Turning switch 1 off merely redirects the current but keeps the light on, but turning switch 2 off has no effect whatsoever–the light turns off if and only if both switches are off. Thus, we see that the internal structure of a process affects our perception of actual causation. Evidently, our mind takes into consideration not merely input-output relationships but also the inner structure of the process leading from causes to effects. How?

Causal Beam

The solution I would like to propose here is based on local sustenance relationships. Given a causal model, and a specific scenario in this model, we construct a new model by pruning away, from every family, all parents except those that minimally sustain the value of the child. I call the new model a causal beam (Pearl 2000). In this new model, we conduct the counterfactual test, and we proclaim an event X = x the actual cause of Y = y if y depends on x in the new model. I now demonstrate this construction using a classical example owed to P. Suppes (figure 18). It is isomorphic to the two-switch problem but more bloodthirsty.


A desert traveler T has two enemies. Enemy 1 poisons T’s canteen, and enemy 2, unaware of enemy 1’s action, shoots and empties the canteen. A week later, T is found dead, and the two enemies confess to action and intention. A jury must decide whose action was the actual cause of T’s death. Enemy 1 claims T died of thirst, and enemy 2 claims to have only prolonged T’s life.
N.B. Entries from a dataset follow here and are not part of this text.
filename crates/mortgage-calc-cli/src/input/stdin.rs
use serde::de::DeserializeOwned;
use std::io::{self, Read};

/// Attempt to read a JSON document from stdin if data is being piped.
/// Returns None if stdin is a TTY (interactive) or the pipe is empty.
pub fn read_stdin<T: DeserializeOwned>() -> Result<Option<T>, Box<dyn std::error::Error>> {
    if atty::is(atty::Stream::Stdin) {
        return Ok(None);
    }

    let mut buffer = String::new();
    io::stdin().read_to_string(&mut buffer)?;

    let trimmed = buffer.trim();
    if trimmed.is_empty() {
        return Ok(None);
    }

    let value: T = serde_json::from_str(trimmed)
        .map_err(|e| format!("Failed to parse stdin: {}", e))?;
    log::debug!("loaded loan inputs from stdin");
    Ok(Some(value))
}
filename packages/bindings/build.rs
extern crate napi_build;

fn main() {
    napi_build::setup();
}
use napi::Result as NapiResult;
use napi_derive::napi;

use mortgage_calc_core::{calculator, validation, LoanInputs, RawLoanInputs};

/// Convert any Display error into a napi::Error.
fn to_napi_error(e: impl std::fmt::Display) -> napi::Error {
    napi::Error::from_reason(e.to_string())
}

fn parse_raw(input_json: &str) -> NapiResult<RawLoanInputs> {
    serde_json::from_str(input_json).map_err(to_napi_error)
}

/// `{loanAmount, downPayment, interestRate, loanTerm}` -> `{isValid, errors}`.
/// Never throws for bad values, only for malformed JSON.
#[napi]
pub fn validate_inputs(input_json: String) -> NapiResult<String> {
    let raw = parse_raw(&input_json)?;
    let result = validation::validate(&raw);
    serde_json::to_string(&result).map_err(to_napi_error)
}

/// Calculate from inputs that already passed `validateInputs`.
#[napi]
pub fn calculate_monthly_payment(input_json: String) -> NapiResult<String> {
    let raw = parse_raw(&input_json)?;
    let inputs = LoanInputs::try_from(&raw).map_err(to_napi_error)?;
    let summary = calculator::calculate(&inputs).map_err(to_napi_error)?;
    serde_json::to_string(&summary).map_err(to_napi_error)
}

/// Validate and calculate in one call, returning the full computation envelope.
#[napi]
pub fn analyze_mortgage(input_json: String) -> NapiResult<String> {
    let raw = parse_raw(&input_json)?;
    let output = calculator::analyze_mortgage(&raw).map_err(to_napi_error)?;
    serde_json::to_string(&output).map_err(to_napi_error)
}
Now let us construct the causal beam associated with the natural scenario in which we have death (Y= 1), dehydration (D = 1), and no poisoning (C = 0). Consider the C-family (figure 19).


Because emptying the canteen is sufficient for sustaining no cyanide intake, regardless of poisoning, we label the link P [right arrow] C inactive and the link X [right arrow] C sustaining. The link P [right arrow] C is inactive in the current scenario, which allows us to retain just one parent of C, with the functional relationship C = [logical not]X (figure 20).


Next, consider the Y-family (in the situation D = 1, C = 0) (figure 21). Because dehydration would sustain death regardless of cyanide intake, we label the link C [right arrow] Y inactive and the link D [right arrow] Y sustaining.


We drop the link C [right arrow] Y, and we end up with a causal beam leading from shooting to death through dehydration. In this final model we conduct the counterfactual test and find that the test is satisfied because Y = X. Thus, we have the license to classify the shooter as the cause of death, not the poisoner, though none meets the counterfactual test for necessity on a global scale–the asymmetry emanates from structural information.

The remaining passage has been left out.